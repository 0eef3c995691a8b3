//! Hardware-agnostic scheduler core

pub mod scheduler;
pub mod tick;
pub mod timer;

// Re-export commonly used types
pub use scheduler::{Callback, Error, Scheduler, TaskState, ThreadHandle};
pub use tick::{PolledClock, SystemTick, Tick, TickSource};
pub use timer::{Delay, NotStarted, ThreadTimer, TimerPoll, TimerState};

• Exercise description
All lines from the one holding "pub mod timer;" through the final line of the material must be set down exactly, and nothing else may be added.

• Written response
pub mod timer;

// Re-export commonly used types
pub use scheduler::{Callback, Error, Scheduler, TaskState, ThreadHandle};
pub use tick::{PolledClock, SystemTick, Tick, TickSource};
pub use timer::{Delay, NotStarted, ThreadTimer, TimerPoll, TimerState};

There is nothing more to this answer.